By
MADRID — I’m in Spain right now, talking about zombie ideas
 — ideas that should have been killed by evidence, but just keep 
lurching along. In the modern United States, most important zombie ideas
 are on the right, kept undead by big money from billionaires who have a
 financial interest in getting people to believe things that aren’t 
true.
But sometimes zombie ideas also 
manage to eat centrists’ brains. Sure enough, some of the most 
destructive zombies of the past dozen years have shambled their way into
 the Democratic primary fight, where a couple of centrists are repeating
 ideas that were thoroughly debunked years ago.
And
 as it happens, the experience of Europe, and Spain in particular, 
provides some of the bullets we should be using to shoot these 
particular zombies in the head.
So 
let’s start with the origins of the 2008 financial crisis, a topic that 
remains relevant if we want to avoid repeating past mistakes.
Although
 few saw 2008 coming, in retrospect it was a classic banking panic, the 
type of thing that happened frequently before the 1930s. First, lenders 
got caught up in a gigantic housing bubble; then, when the bubble burst,
 much of the financial system just froze up.
What made this 
panic possible, after two generations of relative financial calm? The 
answer, clearly, was the erosion of effective financial regulation over 
the previous few decades.
But
 right-wingers refused to accept the obvious. Instead, they pushed an 
alternative narrative in which liberals somehow caused the crisis by 
forcing poor innocent bankers to lend money to people of color (they 
weren’t usually that explicit, but that was the clear message). This 
narrative was so nakedly self-serving that it’s hard to believe that 
anyone took it seriously; but some influential people bought it. And 
among those people was Michael Bloomberg.
At
 this point the evidence against the liberals-did-it story is 
overwhelming. The surge in bad loans came neither from 
government-sponsored agencies nor from regulated banks, but from 
unregulated mortgage originators. The fallout was so severe because 
investors believed, wrongly, that fancy financial instruments protected 
them from risk.
And, crucially, the housing bubble was an international phenomenon: Spain had a bigger bubble than we did, followed by a worse slump. Did U.S. liberals force Spanish banks to make bad loans?
But
 zombie ideas can’t be killed by evidence. Perpetrators of the 
liberals-did-it lie are still out there, still getting space to spread their disinformation in mainstream media.
Elizabeth Warren argues
 that Bloomberg’s embrace of a false right-wing narrative about the 
financial crisis should disqualify him for the Democratic nomination. 
But I’d be willing to cut him some slack if he’d admit that he was taken
 in by right-wing disinformation. If he isn’t willing to make that 
admission, she’s right.
At the same 
time that Bloomberg is being called out on his housing bubble zombie, 
Pete Buttigieg is facing justified criticism for buying into another 
zombie idea — the obsession with government debt. That obsession did 
much to hobble recovery from the financial crisis.
To
 be fair, deficit panic wasn’t as naked a scam as the claim that 
do-gooders caused the financial crisis, although some of the loudest 
voices decrying the evils of deficits were obvious phonies.

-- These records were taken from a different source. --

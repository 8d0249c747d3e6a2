use std::fs::OpenOptions;
use std::io::Write;
use std::path::{Path, PathBuf};
use std::sync::{Mutex, PoisonError};

use crate::error::{RelayError, RelayResult};

/// Append-only JSON-lines file, one record per line.
///
/// The file is opened per append so external rotation (truncate or move) is
/// picked up without a restart.
#[derive(Debug)]
pub struct JsonLinesSink {
    path: PathBuf,
    write_lock: Mutex<()>,
}

impl JsonLinesSink {
    pub fn new(path: impl Into<PathBuf>) -> Self {
        Self {
            path: path.into(),
            write_lock: Mutex::new(()),
        }
    }

    pub fn path(&self) -> &Path {
        &self.path
    }

    pub fn append(&self, line: &str) -> RelayResult<()> {
        let _guard = self.write_lock.lock().unwrap_or_else(PoisonError::into_inner);
        let mut file = OpenOptions::new()
            .create(true)
            .append(true)
            .open(&self.path)
            .map_err(|e| RelayError::file_io(&self.path, e))?;
        let mut record = String::with_capacity(line.len() + 1);
        record.push_str(line);
        record.push('\n');
        file.write_all(record.as_bytes())
            .map_err(|e| RelayError::file_io(&self.path, e))
    }
}

#[cfg(test)]
mod tests {
    use super::*;

    #[test]
    fn appends_one_record_per_line() -> anyhow::Result<()> {
        let dir = tempfile::tempdir()?;
        let sink = JsonLinesSink::new(dir.path().join("detections.jsonl"));
        sink.append(r#"{"frame":1,"detections":[]}"#)?;
        sink.append(r#"{"frame":2,"detections":[]}"#)?;
        let text = std::fs::read_to_string(sink.path())?;
        assert_eq!(
            text,
            "{\"frame\":1,\"detections\":[]}\n{\"frame\":2,\"detections\":[]}\n"
        );
        Ok(())
    }

    #[test]
    fn missing_parent_is_file_io_error() {
        let sink = JsonLinesSink::new("/nonexistent-dir/detections.jsonl");
        assert!(matches!(
            sink.append("{}").unwrap_err(),
            RelayError::FileIo { .. }
        ));
    }
}
//! Paired snapshot capture.
//!
//! A periodic check opens a [`SnapshotWindow`] when capture is enabled and the
//! debounce period has elapsed. Within the window's grace period the first
//! `clean` and `osd` samples are persisted under the same base name together
//! with one metadata file. Late samples are dropped. A new trigger overwrites
//! whatever window is pending; at most one window is ever in flight.
//!
//! The deadline is only checked when a sample arrives. No timer fires.

use std::collections::HashSet;
use std::path::PathBuf;
use std::str::FromStr;
use std::sync::{Arc, Mutex, MutexGuard, PoisonError};

use crate::detect::DetectionEvent;
use crate::error::RelayError;
use crate::storage::SnapshotStore;

pub const DEFAULT_GRACE_MS: u64 = 500;

#[derive(Clone, Copy, Debug, PartialEq, Eq, Hash)]
pub enum ImageKind {
    /// Frame before the on-screen overlay. Kept local.
    Clean,
    /// Annotated frame with boxes and labels. The only kind sent to subscribers.
    Osd,
}

impl ImageKind {
    pub fn suffix(self) -> &'static str {
        match self {
            ImageKind::Clean => "clean",
            ImageKind::Osd => "osd",
        }
    }

    pub fn extension(self) -> &'static str {
        "jpg"
    }

    pub fn is_published(self) -> bool {
        matches!(self, ImageKind::Osd)
    }
}

impl FromStr for ImageKind {
    type Err = anyhow::Error;

    fn from_str(s: &str) -> anyhow::Result<Self> {
        match s.trim().to_lowercase().as_str() {
            "clean" => Ok(ImageKind::Clean),
            "osd" => Ok(ImageKind::Osd),
            other => Err(anyhow::anyhow!(
                "unknown image kind '{}': expected 'clean' or 'osd'",
                other
            )),
        }
    }
}

impl std::fmt::Display for ImageKind {
    fn fmt(&self, f: &mut std::fmt::Formatter<'_>) -> std::fmt::Result {
        f.write_str(self.suffix())
    }
}

/// Runtime-adjustable capture cadence.
#[derive(Clone, Copy, Debug, Default, PartialEq, Eq)]
pub struct CaptureConfig {
    pub enabled: bool,
    pub period_ms: u64,
    /// Wall-clock ms of the last trigger; `None` until the first one.
    pub last_fire_at: Option<u64>,
}

impl CaptureConfig {
    pub fn new(enabled: bool, period_ms: u64) -> Self {
        Self {
            enabled,
            period_ms,
            last_fire_at: None,
        }
    }

    /// `period_ms == 0` disables triggering regardless of `enabled`.
    pub fn is_due(&self, now_ms: u64) -> bool {
        if !self.enabled || self.period_ms == 0 {
            return false;
        }
        match self.last_fire_at {
            Some(last) => now_ms.saturating_sub(last) >= self.period_ms,
            None => true,
        }
    }
}

/// Shared handle to the capture configuration.
///
/// The controller reads it on the pipeline thread; the control listener writes
/// it from the pub/sub delivery thread.
#[derive(Clone, Debug, Default)]
pub struct CaptureHandle {
    inner: Arc<Mutex<CaptureConfig>>,
}

impl CaptureHandle {
    pub fn new(config: CaptureConfig) -> Self {
        Self {
            inner: Arc::new(Mutex::new(config)),
        }
    }

    pub fn get(&self) -> CaptureConfig {
        *self.lock()
    }

    pub fn set_enabled(&self, enabled: bool) {
        self.lock().enabled = enabled;
    }

    pub fn set_period_ms(&self, period_ms: u64) {
        self.lock().period_ms = period_ms;
    }

    /// Record a trigger at `now_ms` if one is due. Check and update are one step.
    fn try_fire(&self, now_ms: u64) -> bool {
        let mut cfg = self.lock();
        if cfg.is_due(now_ms) {
            cfg.last_fire_at = Some(now_ms);
            true
        } else {
            false
        }
    }

    fn lock(&self) -> MutexGuard<'_, CaptureConfig> {
        self.inner.lock().unwrap_or_else(PoisonError::into_inner)
    }
}

#[derive(Clone, Debug, PartialEq, Eq)]
pub struct SnapshotWindow {
    pub base_name: String,
    pub opened_at: u64,
    pub deadline: u64,
    /// Serialized latest detection event at trigger time.
    pub meta: String,
    pub meta_persisted: bool,
    pub received_kinds: HashSet<ImageKind>,
}

impl SnapshotWindow {
    fn open(now_ms: u64, grace_ms: u64, meta: String) -> Self {
        Self {
            base_name: now_ms.to_string(),
            opened_at: now_ms,
            deadline: now_ms.saturating_add(grace_ms),
            meta,
            meta_persisted: false,
            received_kinds: HashSet::new(),
        }
    }

    pub fn is_complete(&self) -> bool {
        self.received_kinds.contains(&ImageKind::Clean) && self.received_kinds.contains(&ImageKind::Osd)
    }
}

#[derive(Clone, Copy, Debug, PartialEq, Eq)]
pub enum ControllerState {
    Idle,
    WindowOpen,
}

/// What happened to one image sample.
#[derive(Clone, Debug, PartialEq, Eq)]
pub enum SampleOutcome {
    /// No window has been opened since the last completion.
    NoWindow,
    /// Arrived after the pending window's deadline; nothing was written.
    Late { base_name: String },
    Accepted(AcceptedSample),
}

#[derive(Clone, Debug, PartialEq, Eq)]
pub struct AcceptedSample {
    pub base_name: String,
    pub kind: ImageKind,
    /// `None` when the write failed.
    pub image_path: Option<PathBuf>,
    pub meta_written: bool,
    pub window_closed: bool,
}

impl SampleOutcome {
    /// True when the sample should go to remote subscribers.
    pub fn should_publish(&self) -> bool {
        match self {
            SampleOutcome::Accepted(sample) => sample.kind.is_published(),
            _ => false,
        }
    }
}

struct SamplePlan {
    base_name: String,
    meta: Option<String>,
    window_closed: bool,
}

pub struct SnapshotController {
    config: CaptureHandle,
    window: Mutex<Option<SnapshotWindow>>,
    grace_ms: u64,
    store: SnapshotStore,
}

impl SnapshotController {
    pub fn new(config: CaptureHandle, store: SnapshotStore) -> Self {
        Self::with_grace(config, store, DEFAULT_GRACE_MS)
    }

    pub fn with_grace(config: CaptureHandle, store: SnapshotStore, grace_ms: u64) -> Self {
        Self {
            config,
            window: Mutex::new(None),
            grace_ms,
            store,
        }
    }

    pub fn capture(&self) -> &CaptureHandle {
        &self.config
    }

    pub fn store(&self) -> &SnapshotStore {
        &self.store
    }

    pub fn state(&self) -> ControllerState {
        if self.lock_window().is_some() {
            ControllerState::WindowOpen
        } else {
            ControllerState::Idle
        }
    }

    pub fn window(&self) -> Option<SnapshotWindow> {
        self.lock_window().clone()
    }

    /// Periodic check. Opens a fresh window when due, replacing any pending one.
    ///
    /// Returns the new window's base name.
    pub fn check_trigger(&self, now_ms: u64, latest: &DetectionEvent) -> Option<String> {
        if !self.config.try_fire(now_ms) {
            return None;
        }
        let meta = match latest.to_json() {
            Ok(meta) => meta,
            Err(e) => {
                RelayError::from(e).report("snapshot meta");
                return None;
            }
        };
        let window = SnapshotWindow::open(now_ms, self.grace_ms, meta);
        let base_name = window.base_name.clone();

        let mut slot = self.lock_window();
        if let Some(old) = slot.as_ref() {
            log::debug!(
                "snapshot window {} replaced (received: {:?})",
                old.base_name,
                old.received_kinds
            );
        }
        *slot = Some(window);
        log::debug!("snapshot window {} opened", base_name);
        Some(base_name)
    }

    /// Handle one image sample arriving at `now_ms`.
    ///
    /// Window bookkeeping happens under the lock; file writes happen after it is
    /// released, so the other kind's callback is never held up by disk I/O.
    pub fn on_sample(&self, kind: ImageKind, data: &[u8], now_ms: u64) -> SampleOutcome {
        let plan = {
            let mut slot = self.lock_window();
            let Some(window) = slot.as_mut() else {
                return SampleOutcome::NoWindow;
            };
            if now_ms > window.deadline {
                log::debug!(
                    "late {} sample for window {} dropped ({}ms past deadline)",
                    kind,
                    window.base_name,
                    now_ms - window.deadline
                );
                return SampleOutcome::Late {
                    base_name: window.base_name.clone(),
                };
            }

            let meta = if window.meta_persisted {
                None
            } else {
                window.meta_persisted = true;
                Some(window.meta.clone())
            };
            window.received_kinds.insert(kind);
            let window_closed = window.is_complete();
            let base_name = window.base_name.clone();
            if window_closed {
                *slot = None;
            }
            SamplePlan {
                base_name,
                meta,
                window_closed,
            }
        };

        let image_path = match self.store.write_image(&plan.base_name, kind, data) {
            Ok(path) => Some(path),
            Err(e) => {
                e.report("snapshot image");
                None
            }
        };
        let meta_written = match plan.meta {
            Some(meta) => match self.store.write_meta(&plan.base_name, &meta) {
                Ok(_) => true,
                Err(e) => {
                    e.report("snapshot meta");
                    false
                }
            },
            None => false,
        };
        if plan.window_closed {
            log::info!("snapshot pair {} complete", plan.base_name);
        }

        SampleOutcome::Accepted(AcceptedSample {
            base_name: plan.base_name,
            kind,
            image_path,
            meta_written,
            window_closed: plan.window_closed,
        })
    }

    fn lock_window(&self) -> MutexGuard<'_, Option<SnapshotWindow>> {
        self.window.lock().unwrap_or_else(PoisonError::into_inner)
    }
}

 What happened instead was that many important people imagined that 
inveighing against the dangers of debt made them sound serious, because 
that’s what all the other serious people were doing.
At this point, however, the debt obsession has been thoroughly debunked by both economic research
 and experience. We live in a world awash in private savings looking for
 someplace to go, with investors willing to lend money to governments at
 incredibly low interest rates. It’s actually irresponsible not to put 
this money to work investing in the future, both by building physical 
infrastructure and through programs that help children develop their 
potential.
Now, the Trump 
administration is doing it wrong — borrowing large sums, but squandering
 the money on tax cuts for corporations and the wealthy. But even bad 
deficit spending boosts the economy to some extent, and it is the reason
 America is still growing reasonably fast while Europe, still in the 
grip of austerity ideology, is stagnating.
Look:
 It’s easy to make the political case that Democrats should nominate a 
centrist, rather than someone from the party’s left wing. Candidates who
 are perceived as ideologically extreme usually pay an electoral penalty; this is especially true if, like Bernie Sanders, they actually pose as more radical than they really are.
But
 a key part of centrism’s appeal is the belief that centrists are 
realists, who understand how the world works. It’s much harder to make 
the case for centrists who repeat manifestly false claims, especially if
 those claims were essentially right-wing propaganda.
As
 I said, you can make a good case for the proposition that Democrats 
should, in the end, nominate a centrist. But a centrist whose brain has 
been eaten by zombie ideas? Not so much.